Но для Янки это было сравнительно с тем, как бы о ногу тёрлась матёрая тигрица, прося ласки. Больше страшно, чем умилительно. Но ещё у неё проснулось новое незнакомое чувство – жалость к матери, которое особо обострялось в разлуке. Например, пока маман лежала в больничке, Янка старалась ходить к ней как можно чаще, постоянно думала о ней. Может, потому что чувствовала себя виноватой перед матерью. Ведь в больницу бедная женщина загремела отчасти и по вине дочери-ведьмы, живущей сразу в двух мирах.
Ну вот, вроде бы всё должно быть хорошо, жизнь налаживается: брат дома, мама мурлычет, Саша (пусть и в экзотическом виде) но, по большому счёту, он с ней. Порой Янку даже охватывало острое чувство счастья. Однако, как только мама Ира вернулась домой, девушка поняла, что любовь к ней возможна лишь на расстоянии, а находясь рядом, та безумно раздражает. Казалось, будто женщина заполняет собой всё пространство квартиры, как эгоистичный кукушонок, выпихивая из гнезда других птенцов. Янке буквально не хватало воздуха. Приходилось изо всех сил сдерживаться, как только они оказывались с мамой в одной комнате. После очередной стычки по поводу неправильно повешенной на крючок поварёшки, которая, по мнению мамы Иры, должна висеть только на своём крючке, а не на каком другом, Янка твёрдо решила вернуться на съёмную квартиру.
Из уютного гнёздышка, которое они снимали вместе со Зденкой, девушке пришлось съехать. Теперь квартиру заняла первая в их группе семейная пара – чета Хромцовых. Зденка из-за беременности вынуждена была уйти из училища в академ. Скоро ожидалось рождение наследника великого живописца. Нежная его супруга из рода эльфов теперь почти всё время находилась по их прежнему с Янкой адресу. Без Зденки в группе стало грустно и как-то менее романтично, что ли.

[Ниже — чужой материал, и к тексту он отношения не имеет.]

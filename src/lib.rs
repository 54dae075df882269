//! `qreg-sweep` library crate.
//!
//! The binary (`qreg`) is a thin wrapper around this library so that:
//!
//! - core logic is testable without spawning processes
//! - the estimators can be driven directly from integration tests
//! - code stays easy to navigate as the project grows

pub mod app;
pub mod cli;
pub mod data;
pub mod domain;
pub mod error;
pub mod fit;
pub mod io;
pub mod math;
pub mod models;
pub mod plot;
pub mod report;
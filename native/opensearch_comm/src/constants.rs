//! Global constants and registries for the OpenSearch communication layer
//!
//! This module holds all static configuration (endpoint paths, timeouts, column
//! descriptor constants, user-facing message fragments) and the global connection
//! registry used by the handle-based facade in [`crate::registry`].
use lazy_static::lazy_static;
use std::collections::HashMap;
use std::sync::Mutex;
use std::time::Duration;

use crate::registry::RegisteredConnection;

/// Content type sent with every body-bearing request.
pub const CONTENT_TYPE_JSON: &str = "application/json";

/// SQL endpoint exposed by OpenSearch distributions.
pub const OPENSEARCH_SQL_ENDPOINT: &str = "/_plugins/_sql";

/// SQL endpoint exposed by legacy Open Distro clusters.
pub const OPENDISTRO_SQL_ENDPOINT: &str = "/_opendistro/_sql";

/// Suffix appended to the SQL endpoint to release a server-side cursor.
pub const CURSOR_CLOSE_SUFFIX: &str = "/close";

/// Value of `version.distribution` that selects [`OPENSEARCH_SQL_ENDPOINT`].
pub const OPENSEARCH_DISTRIBUTION: &str = "opensearch";

/// Harmless metadata query used to probe SQL plugin availability.
pub const PLUGIN_PROBE_QUERY: &str = "SHOW TABLES LIKE %";

/// Remote error type reported when the SQL plugin is installed but disabled.
pub const SQL_FEATURE_DISABLED: &str = "SQLFeatureDisabledException";

/// Prefix of every error string handed to the ODBC layer.
pub const ERROR_MSG_PREFIX: &str = "[OpenSearch][SQL ODBC Driver][SQL Plugin] ";

/// Message returned when no error record is set.
pub const NO_ERROR_DETAILS: &str = "No error details available; check the driver logs.";

/// Source type stored on locally constructed error records.
pub const LOCAL_SOURCE_TYPE: &str = "Dummy type";

/// Fetch size value meaning "let the server decide".
pub const FETCH_SIZE_UNSET: &str = "-1";

/// Default response timeout (in seconds) when none or an unparsable value is configured.
pub const DEFAULT_RESPONSE_TIMEOUT_SECS: u64 = 10;

/// Capacity of the result queue between the pagination task and the row-fetch caller.
pub const RESULT_QUEUE_CAPACITY: usize = 2;

/// Timeout of a single blocking push/pop attempt on the result queue.
pub const QUEUE_TIMEOUT: Duration = Duration::from_millis(20);

/// Extra time granted to an outstanding pagination task on top of the response timeout
/// before it is abandoned.
pub const PAGINATION_JOIN_GRACE: Duration = Duration::from_secs(1);

/// Every column is described as a keyword (varchar) column.
pub const KEYWORD_TYPE_OID: u32 = 1043;
pub const KEYWORD_TYPE_SIZE: i32 = 255;
pub const KEYWORD_DISPLAY_SIZE: i32 = 255;

/// Client encodings the driver can hand rows back in.
pub const SUPPORTED_CLIENT_ENCODINGS: &[&str] = &["UTF8"];

/// Service name used in the SigV4 credential scope.
pub const SIGV4_SERVICE_NAME: &str = "es";

/// Shared-credentials profile read by the SigV4 credentials provider.
pub const CREDENTIALS_PROFILE_NAME: &str = "opensearchodbc";

// Global registry for open connections - Maps connection ID to the connection and its cancel handle
lazy_static! {
    pub static ref CONNECTION_REGISTRY: Mutex<HashMap<String, RegisteredConnection>> =
        Mutex::new(HashMap::new());
}
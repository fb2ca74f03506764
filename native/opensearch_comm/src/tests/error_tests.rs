//! Tests for error records and the user-facing message

#![allow(clippy::unwrap_used)]

use crate::constants::{ERROR_MSG_PREFIX, LOCAL_SOURCE_TYPE};
use crate::error::{CommError, ErrorDetails, ErrorKind, ErrorState};

#[test]
fn test_message_without_record() {
    let state = ErrorState::new();
    assert_eq!(
        state.message(),
        "[OpenSearch][SQL ODBC Driver][SQL Plugin] No error details available; check the driver logs."
    );
    assert!(state.kind().is_none());
}

#[test]
fn test_message_escapes_newlines() {
    let state = ErrorState::new();
    state.set_local(
        "Execution error",
        "line one\nline two\n",
        ErrorKind::QuerySyntax,
    );
    let message = state.message();
    assert_eq!(
        message,
        format!("{ERROR_MSG_PREFIX}Execution error: line one\\nline two\\n")
    );
    assert!(!message.contains('\n'));
}

#[test]
fn test_last_write_wins() {
    let state = ErrorState::new();
    state.set_local("First", "a", ErrorKind::InvalidAuth);
    state.set_local("Second", "b", ErrorKind::CommLinkFailure);

    let current = state.get().unwrap();
    assert_eq!(current.reason, "Second");
    assert_eq!(state.kind(), Some(ErrorKind::CommLinkFailure));

    state.clear();
    assert!(state.get().is_none());
}

#[test]
fn test_clones_share_the_slot() {
    let state = ErrorState::new();
    let background = state.clone();
    background.set_local("Cursor error", "boom", ErrorKind::QuerySyntax);
    assert_eq!(state.get().unwrap().details, "boom");
}

#[test]
fn test_local_records_use_sentinel_source_type() {
    let details = ErrorDetails::local("Connection error", "down", ErrorKind::CommLinkFailure);
    assert_eq!(details.source_type, LOCAL_SOURCE_TYPE);
    assert_eq!(details.to_string(), "Connection error: down");
}

#[test]
fn test_comm_error_conversion() {
    let parse = serde_json::from_str::<serde_json::Value>("{").unwrap_err();
    let details = ErrorDetails::from(CommError::parse(&parse, "{"));
    assert_eq!(details.kind, ErrorKind::QuerySyntax);
    assert!(details.details.contains("when parsing json string '{'"));

    let details = ErrorDetails::from(CommError::Transport("refused".to_string()));
    assert_eq!(details.kind, ErrorKind::CommLinkFailure);

    let details = ErrorDetails::from(CommError::Signing("no credentials".to_string()));
    assert_eq!(details.kind, ErrorKind::InvalidAuth);
}

#[test]
fn test_error_kind_codes_are_distinct() {
    let kinds = [
        ErrorKind::InvalidAuth,
        ErrorKind::UnableToEstablish,
        ErrorKind::CommLinkFailure,
        ErrorKind::InvalidNullPtr,
        ErrorKind::QuerySyntax,
    ];
    let codes: std::collections::HashSet<_> = kinds.iter().map(ErrorKind::code).collect();
    assert_eq!(codes.len(), kinds.len());
}
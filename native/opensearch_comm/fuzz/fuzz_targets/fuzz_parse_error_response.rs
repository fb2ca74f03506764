#![no_main]
//! Structured error body fuzzing
//!
//! Builds error documents from arbitrary parts so the decoder sees mostly well-formed
//! JSON with hostile field contents, then checks the rendered message stays single-line.

use arbitrary::Arbitrary;
use libfuzzer_sys::fuzz_target;
use opensearch_comm::decode::parse_error_response;
use opensearch_comm::ErrorKind;

#[derive(Debug, Arbitrary)]
struct ErrorInput<'a> {
    reason: &'a str,
    details: &'a str,
    error_type: &'a str,
    status: i64,
    drop_details: bool,
}

fuzz_target!(|input: ErrorInput| {
    let mut error = serde_json::json!({
        "reason": input.reason,
        "details": input.details,
        "type": input.error_type,
    });
    if input.drop_details {
        if let Some(obj) = error.as_object_mut() {
            obj.remove("details");
        }
    }
    let body = serde_json::json!({"error": error, "status": input.status}).to_string();

    match parse_error_response(&body, ErrorKind::QuerySyntax) {
        Ok(details) => {
            assert!(!input.drop_details);
            assert_eq!(details.source_type, input.error_type);
            assert!(!details.user_message().contains('\n'));
        }
        Err(_) => assert!(input.drop_details),
    }
});
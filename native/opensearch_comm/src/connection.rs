/// Connection lifecycle for the OpenSearch SQL endpoint
///
/// This module owns the [`Connection`] object and its state machine:
/// `Bad -> (validate options) -> Needed -> (establish) -> Ok`, falling back to `Bad`
/// with an error record on any failure.
///
/// Establishing a connection:
/// - lazily creates the HTTP client from the configured scheme, TLS flags and timeout
/// - resolves the SQL endpoint once, from `version.distribution` of `GET /`
/// - probes the SQL plugin with a harmless `SHOW TABLES LIKE %`
///
/// Query execution lives in [`crate::query`], metadata lookups in [`crate::metadata`].
use std::sync::Arc;
use tokio::task::JoinHandle;

use crate::auth::RequestSigner;
use crate::config::{Authentication, ConnectionConfig};
use crate::constants::*;
use crate::cursor::RetrievalState;
use crate::decode;
use crate::error::{CommError, ErrorDetails, ErrorKind, ErrorState, Result};
use crate::models::ConnStatus;
use crate::queue::ResultQueue;
use crate::request::{RequestBuilder, RequestPayload};
use crate::runtime::RuntimeLease;
use crate::transport::{HttpMethod, HttpTransport, ReqwestTransportFactory, TransportFactory};

const ESTABLISH_FAILED: &str = "Failed to establish connection to DB.";
const PLUGIN_DISABLED: &str = "SQL plugin is disabled, please enable the plugin to use this driver.";
const PLUGIN_UNAVAILABLE: &str =
    "SQL plugin is not available, please install the SQL plugin to use this driver.";

/// One logical connection to an OpenSearch cluster
pub struct Connection {
    pub(crate) options: ConnectionConfig,
    valid_options: bool,
    authentication: Option<Authentication>,
    signer: Option<Arc<dyn RequestSigner>>,
    pub(crate) requests: Option<RequestBuilder>,
    pub(crate) status: ConnStatus,
    factory: Arc<dyn TransportFactory>,
    pub(crate) client: Option<Arc<dyn HttpTransport>>,
    pub(crate) sql_endpoint: Option<String>,
    pub(crate) errors: ErrorState,
    message_to_user: String,
    pub(crate) queue: Arc<ResultQueue>,
    pub(crate) retrieval: Arc<RetrievalState>,
    pub(crate) pagination: Option<JoinHandle<()>>,
    client_encoding: String,
    pub(crate) runtime: RuntimeLease,
}

impl std::fmt::Debug for Connection {
    fn fmt(&self, f: &mut std::fmt::Formatter<'_>) -> std::fmt::Result {
        f.debug_struct("Connection")
            .field("options", &self.options)
            .field("status", &self.status)
            .field("sql_endpoint", &self.sql_endpoint)
            .field("client_encoding", &self.client_encoding)
            .finish_non_exhaustive()
    }
}

impl Connection {
    /// New, unconfigured connection using the reqwest transport
    pub fn new() -> Result<Self> {
        Self::with_transport_factory(Arc::new(ReqwestTransportFactory))
    }

    /// New, unconfigured connection with a custom transport
    pub fn with_transport_factory(factory: Arc<dyn TransportFactory>) -> Result<Self> {
        let runtime = RuntimeLease::acquire()?;
        let client_encoding = SUPPORTED_CLIENT_ENCODINGS
            .first()
            .copied()
            .unwrap_or_default()
            .to_string();

        Ok(Self {
            options: ConnectionConfig::default(),
            valid_options: false,
            authentication: None,
            signer: None,
            requests: None,
            status: ConnStatus::Bad,
            factory,
            client: None,
            sql_endpoint: None,
            errors: ErrorState::new(),
            message_to_user: String::new(),
            queue: Arc::new(ResultQueue::new(RESULT_QUEUE_CAPACITY)),
            retrieval: Arc::new(RetrievalState::new()),
            pagination: None,
            client_encoding,
            runtime,
        })
    }

    /// Sign SigV4 requests with this signer instead of the credentials profile
    pub fn with_request_signer(mut self, signer: Arc<dyn RequestSigner>) -> Self {
        self.signer = Some(signer);
        self
    }

    /// Store the options and validate them. No network I/O.
    pub fn connection_options(
        &mut self,
        options: ConnectionConfig,
    ) -> std::result::Result<(), ErrorDetails> {
        // The client and endpoint belong to the previous options
        if self.options.base_url() != options.base_url() {
            self.sql_endpoint = None;
        }
        self.options = options;
        self.client = None;
        self.requests = None;
        self.status = ConnStatus::Bad;

        match self.options.validate() {
            Ok(authentication) => {
                self.authentication = Some(authentication);
                self.valid_options = true;
                Ok(())
            }
            Err(details) => {
                self.authentication = None;
                self.valid_options = false;
                self.errors.set(details.clone());
                Err(details)
            }
        }
    }

    pub fn options(&self) -> &ConnectionConfig {
        &self.options
    }

    pub fn has_valid_options(&self) -> bool {
        self.valid_options
    }

    /// Run the handshake. On failure the connection is dropped and left `Bad`.
    pub fn connect_db_start(&mut self) -> std::result::Result<(), ErrorDetails> {
        tracing::info!("Starting DB connection.");
        self.fence_pagination();
        self.status = ConnStatus::Bad;
        self.message_to_user.clear();

        if !self.valid_options {
            let details = self.errors.set_local(
                "Invalid connection options",
                "Invalid connection options, unable to connect to DB.",
                ErrorKind::CommLinkFailure,
            );
            self.drop_db_connection();
            return Err(details);
        }

        self.status = ConnStatus::Needed;
        if !self.establish() {
            let message = if self.message_to_user.is_empty() {
                ESTABLISH_FAILED.to_string()
            } else {
                self.message_to_user.clone()
            };
            let details =
                self.errors
                    .set_local("Connection error", message, ErrorKind::CommLinkFailure);
            self.drop_db_connection();
            return Err(details);
        }

        tracing::info!(
            server = %self.options.base_url(),
            endpoint = self.sql_endpoint.as_deref().unwrap_or_default(),
            "Connection established."
        );
        self.status = ConnStatus::Ok;
        Ok(())
    }

    fn establish(&mut self) -> bool {
        tracing::debug!("Attempting to establish DB connection.");
        if (self.client.is_none() || self.requests.is_none())
            && self.initialize_connection().is_err()
        {
            return false;
        }

        if self.sql_endpoint.is_none() {
            self.set_sql_endpoint();
        }

        self.check_sql_plugin_availability()
    }

    /// Create the HTTP client and request builder for the current options
    pub fn initialize_connection(&mut self) -> std::result::Result<(), ErrorDetails> {
        let authentication = self
            .authentication
            .clone()
            .unwrap_or(Authentication::None);
        let mut requests = RequestBuilder::new(&self.options, authentication);
        if let Some(signer) = &self.signer {
            requests = requests.with_signer(signer.clone());
        }

        match self.factory.create(&self.options, &self.runtime) {
            Ok(client) => {
                self.client = Some(client);
                self.requests = Some(requests);
                Ok(())
            }
            Err(e) => Err(self.errors.set_local(
                "Connection error",
                format!("Failed to initialize HTTP client: {e}"),
                ErrorKind::CommLinkFailure,
            )),
        }
    }

    /// Pick the SQL endpoint from the server's distribution
    pub fn set_sql_endpoint(&mut self) {
        let distribution = self.server_distribution();
        let endpoint = if distribution == OPENSEARCH_DISTRIBUTION {
            OPENSEARCH_SQL_ENDPOINT
        } else {
            OPENDISTRO_SQL_ENDPOINT
        };
        tracing::debug!(distribution = %distribution, endpoint, "Resolved SQL endpoint.");
        self.sql_endpoint = Some(endpoint.to_string());
    }

    /// Probe the SQL plugin.
    ///
    /// A 200 means available. An error body of type `SQLFeatureDisabledException` or a
    /// body that is not an error document fails the probe; any other server error is
    /// recorded and the plugin is treated as present.
    pub fn check_sql_plugin_availability(&mut self) -> bool {
        tracing::debug!("Checking for SQL plugin status.");
        let (Some(client), Some(requests)) = (self.client.clone(), self.requests.clone()) else {
            return false;
        };

        let payload = RequestPayload::Query {
            query: PLUGIN_PROBE_QUERY,
            fetch_size: None,
        };
        let response = requests
            .build(
                self.sql_endpoint(),
                HttpMethod::Post,
                Some(CONTENT_TYPE_JSON),
                &payload,
            )
            .and_then(|request| client.send(request));

        let response = match response {
            Ok(response) => response,
            Err(e @ (CommError::Signing(_) | CommError::Lock(_))) => {
                let details = ErrorDetails::from(e);
                self.message_to_user = details.details.clone();
                self.errors.set(details);
                return false;
            }
            Err(e) => {
                self.errors.set_local(
                    "Execution error",
                    format!("Failed to receive response. Received NULL response. {e}"),
                    ErrorKind::QuerySyntax,
                );
                return false;
            }
        };

        if response.is_ok() {
            return true;
        }

        let body = response.body_text();
        match decode::parse_error_response(&body, ErrorKind::CommLinkFailure) {
            Ok(details) if details.source_type == SQL_FEATURE_DISABLED => {
                self.message_to_user = PLUGIN_DISABLED.to_string();
                self.errors.set_local(
                    "Connection error",
                    format!(
                        "The SQL plugin is disabled. The SQL plugin must be enabled in order to \
                         use this driver. Response body: '{body}'"
                    ),
                    ErrorKind::CommLinkFailure,
                );
                false
            }
            Ok(details) => {
                tracing::warn!(
                    "SQL plugin probe returned an error. {}",
                    response.failure_description()
                );
                self.errors.set(details);
                true
            }
            Err(e) => {
                self.message_to_user = PLUGIN_UNAVAILABLE.to_string();
                self.errors.set_local(
                    "Server error",
                    format!(
                        "Unexpected exception thrown from the server, the SQL plugin is not \
                         installed or in unhealthy status. {e}"
                    ),
                    ErrorKind::CommLinkFailure,
                );
                false
            }
        }
    }

    /// Release the client, stop any result retrieval and go `Bad`. Never blocks.
    pub fn drop_db_connection(&mut self) {
        tracing::info!("Dropping DB connection.");
        self.client = None;
        self.status = ConnStatus::Bad;
        self.stop_result_retrieval();

        // Detach: the task sees the stop signal on its own and exits.
        self.pagination = None;
    }

    pub fn connection_status(&self) -> ConnStatus {
        self.status
    }

    /// Current error record rendered for the ODBC layer
    pub fn error_message(&self) -> String {
        self.errors.message()
    }

    pub fn error_details(&self) -> Option<ErrorDetails> {
        self.errors.get()
    }

    pub fn error_kind(&self) -> Option<ErrorKind> {
        self.errors.kind()
    }

    /// Resolved SQL endpoint, or the legacy one while unresolved
    pub fn sql_endpoint(&self) -> &str {
        self.sql_endpoint
            .as_deref()
            .unwrap_or(OPENDISTRO_SQL_ENDPOINT)
    }

    pub fn client_encoding(&self) -> &str {
        &self.client_encoding
    }

    /// Switch the client encoding. Only supported encodings are accepted.
    pub fn set_client_encoding(&mut self, encoding: &str) -> bool {
        if SUPPORTED_CLIENT_ENCODINGS.contains(&encoding) {
            self.client_encoding = encoding.to_string();
            return true;
        }
        tracing::error!("Failed to find encoding {encoding}");
        false
    }
}

impl Drop for Connection {
    fn drop(&mut self) {
        self.stop_result_retrieval();
        self.pagination = None;
    }
}
/// Background cursor pagination for the SQL endpoint.
///
/// After the first page of a query comes back with a cursor, the rest of the result is
/// pulled by a [`PaginationTask`] running on the shared runtime's blocking pool:
/// - each cursor page is POSTed as `{"cursor": ..}` to the SQL endpoint
/// - pages are pushed into the result queue, retrying while retrieval is still wanted
/// - the page without a continuation cursor ends the loop, after a best-effort close
///
/// Nothing escapes the task. Failures are recorded on the connection's error state and
/// end the loop, which the consumer sees as the end of the result plus a `Failed` outcome.
use std::sync::{Arc, Mutex, MutexGuard, PoisonError};

use crate::constants::{CONTENT_TYPE_JSON, CURSOR_CLOSE_SUFFIX, QUEUE_TIMEOUT};
use crate::decode;
use crate::error::{CommError, ErrorKind, ErrorState};
use crate::models::{ResultPage, RetrievalOutcome};
use crate::queue::{PushError, ResultQueue};
use crate::request::{RequestBuilder, RequestPayload};
use crate::transport::{HttpMethod, HttpTransport};

#[derive(Debug, Default)]
struct RetrievalInner {
    generation: u64,
    retrieving: bool,
    outcome: RetrievalOutcome,
}

/// "Still retrieving" flag plus the outcome of the current query's retrieval.
///
/// Every query gets a new generation. A task only acts while its own generation is
/// current, so a task abandoned by a fenced reconnect cannot touch the next query.
#[derive(Debug, Default)]
pub struct RetrievalState {
    inner: Mutex<RetrievalInner>,
}

impl RetrievalState {
    pub fn new() -> Self {
        Self::default()
    }

    fn lock(&self) -> MutexGuard<'_, RetrievalInner> {
        self.inner.lock().unwrap_or_else(PoisonError::into_inner)
    }

    /// Start a new retrieval and return its generation
    pub fn begin(&self) -> u64 {
        let mut inner = self.lock();
        inner.generation = inner.generation.wrapping_add(1);
        inner.retrieving = true;
        inner.outcome = RetrievalOutcome::InProgress;
        inner.generation
    }

    /// Mark a query that needed no background retrieval as done
    pub fn complete_without_task(&self) {
        let mut inner = self.lock();
        inner.generation = inner.generation.wrapping_add(1);
        inner.retrieving = false;
        inner.outcome = RetrievalOutcome::Completed;
    }

    /// Record a query that failed before any page was queued
    pub fn fail_without_task(&self) {
        let mut inner = self.lock();
        inner.generation = inner.generation.wrapping_add(1);
        inner.retrieving = false;
        inner.outcome = RetrievalOutcome::Failed;
    }

    /// Ask the current retrieval to stop. Returns true if one was running.
    pub fn cancel(&self) -> bool {
        let mut inner = self.lock();
        let was_running = inner.retrieving;
        inner.retrieving = false;
        if inner.outcome == RetrievalOutcome::InProgress {
            inner.outcome = RetrievalOutcome::Cancelled;
        }
        was_running
    }

    /// Finish the retrieval of `generation`, returning the outcome that stuck.
    /// `None` if a newer retrieval has started since.
    pub fn finish(&self, generation: u64, outcome: RetrievalOutcome) -> Option<RetrievalOutcome> {
        let mut inner = self.lock();
        if inner.generation != generation {
            return None;
        }
        if inner.outcome == RetrievalOutcome::InProgress {
            inner.outcome = outcome;
        }
        inner.retrieving = false;
        Some(inner.outcome)
    }

    pub fn is_retrieving(&self) -> bool {
        self.lock().retrieving
    }

    pub fn is_active(&self, generation: u64) -> bool {
        let inner = self.lock();
        inner.retrieving && inner.generation == generation
    }

    pub fn outcome(&self) -> RetrievalOutcome {
        self.lock().outcome
    }
}

/// Everything the pagination loop needs, owned so the task can outlive the call that
/// spawned it.
pub struct PaginationTask {
    pub(crate) transport: Arc<dyn HttpTransport>,
    pub(crate) requests: RequestBuilder,
    pub(crate) endpoint: String,
    pub(crate) queue: Arc<ResultQueue>,
    pub(crate) retrieval: Arc<RetrievalState>,
    pub(crate) errors: ErrorState,
    pub(crate) generation: u64,
}

impl PaginationTask {
    /// Pull pages until the cursor runs out, retrieval is cancelled or something fails
    pub fn run(self, cursor: String) {
        tracing::debug!("Starting cursor pagination.");
        let outcome = self.paginate(cursor);

        match self.retrieval.finish(self.generation, outcome) {
            Some(RetrievalOutcome::Cancelled) => {
                self.queue.clear();
                tracing::debug!("Cursor pagination cancelled.");
            }
            Some(outcome) => tracing::debug!(?outcome, "Cursor pagination finished."),
            None => tracing::debug!("Cursor pagination superseded by a newer query."),
        }
    }

    fn paginate(&self, mut cursor: String) -> RetrievalOutcome {
        if cursor.is_empty() {
            return RetrievalOutcome::Completed;
        }

        while self.is_active() {
            let Some(page) = self.fetch_page(&cursor) else {
                return RetrievalOutcome::Failed;
            };

            let last = match page.cursor.clone() {
                Some(next) => {
                    cursor = next;
                    false
                }
                None => {
                    send_close_cursor_request(
                        self.transport.as_ref(),
                        &self.requests,
                        &self.endpoint,
                        &cursor,
                    );
                    true
                }
            };

            if !self.push(page) {
                return RetrievalOutcome::Cancelled;
            }
            if last {
                return RetrievalOutcome::Completed;
            }
        }

        RetrievalOutcome::Cancelled
    }

    fn is_active(&self) -> bool {
        self.retrieval.is_active(self.generation)
    }

    /// Fetch and decode one cursor page. `None` means an error was recorded.
    fn fetch_page(&self, cursor: &str) -> Option<ResultPage> {
        let payload = RequestPayload::Cursor(cursor);
        let response = self
            .requests
            .build(&self.endpoint, HttpMethod::Post, Some(CONTENT_TYPE_JSON), &payload)
            .and_then(|request| self.transport.send(request));

        let response = match response {
            Ok(response) => response,
            Err(e @ CommError::Transport(_)) => {
                self.errors.set_local(
                    "Cursor error",
                    format!("Failed to receive response from cursor. Received NULL response. {e}"),
                    ErrorKind::QuerySyntax,
                );
                return None;
            }
            Err(e) => {
                self.errors.set(e.into());
                return None;
            }
        };

        let body = response.body_text();
        if !response.is_ok() {
            match decode::parse_error_response(&body, ErrorKind::QuerySyntax) {
                Ok(details) => {
                    tracing::error!("{}", response.failure_description());
                    self.errors.set(details);
                }
                Err(_) => {
                    self.errors.set_local(
                        "Cursor error",
                        response.failure_description(),
                        ErrorKind::QuerySyntax,
                    );
                }
            }
            return None;
        }

        match decode::parse_cursor_page(&body) {
            Ok(page) => Some(page),
            Err(e) => {
                self.errors.set_local(
                    "Cursor error",
                    format!("Received runtime exception: {e}"),
                    ErrorKind::QuerySyntax,
                );
                None
            }
        }
    }

    /// Push until the queue takes the page. False if retrieval stopped first.
    fn push(&self, mut page: ResultPage) -> bool {
        loop {
            if !self.is_active() {
                return false;
            }
            match self.queue.push(QUEUE_TIMEOUT, page) {
                Ok(()) => return true,
                Err(PushError::Closed(_)) => return false,
                Err(PushError::Timeout(returned)) => page = returned,
            }
        }
    }
}

/// Release a server-side cursor. Failures are logged and otherwise ignored.
pub fn send_close_cursor_request(
    transport: &dyn HttpTransport,
    requests: &RequestBuilder,
    sql_endpoint: &str,
    cursor: &str,
) {
    let endpoint = format!("{sql_endpoint}{CURSOR_CLOSE_SUFFIX}");
    let payload = RequestPayload::Cursor(cursor);

    let result = requests
        .build(&endpoint, HttpMethod::Post, Some(CONTENT_TYPE_JSON), &payload)
        .and_then(|request| transport.send(request));

    match result {
        Ok(response) if response.is_ok() => tracing::debug!("Cursor closed."),
        Ok(response) => tracing::warn!(
            "Cursor close request was not accepted. {}",
            response.failure_description()
        ),
        Err(e) => tracing::warn!(
            "Failed to receive response from cursor close request. Received NULL response. {e}"
        ),
    }
}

Если бы старый портал был в порядке, то Янка спокойно могла поселиться в Сашиной квартире. Она дважды уже успела наведаться туда. Но портал по-прежнему не пускал её, чем заставлял метаться в догадках и подозрениях. Единственный вывод, который приходил Янке на ум: скорее всего, это проделки вредоносной Гельки.
Среда считалась у студентов-художников днём выброшенным из жизни. Это следовало из учебного расписания. Занятия по средам проходили в корпусе номер два. На самом деле, этим самым вторым корпусом была общага, но не вся, а только несколько кабинетов, плюс здание напротив – обшарпанная скульптурная мастерская с пристроенным к ней гаражом. С утра у жэпэошников (ЖПО – аббревиатура названия живописно-педагогического отделения художественного училища) числилось две пары скульптуры, а после обеда одна пара физры. В сентябре ещё стояли сухие тёплые деньки, и обычно спортивные занятия у студентов проходили на прилегающем к общежитию стадионе.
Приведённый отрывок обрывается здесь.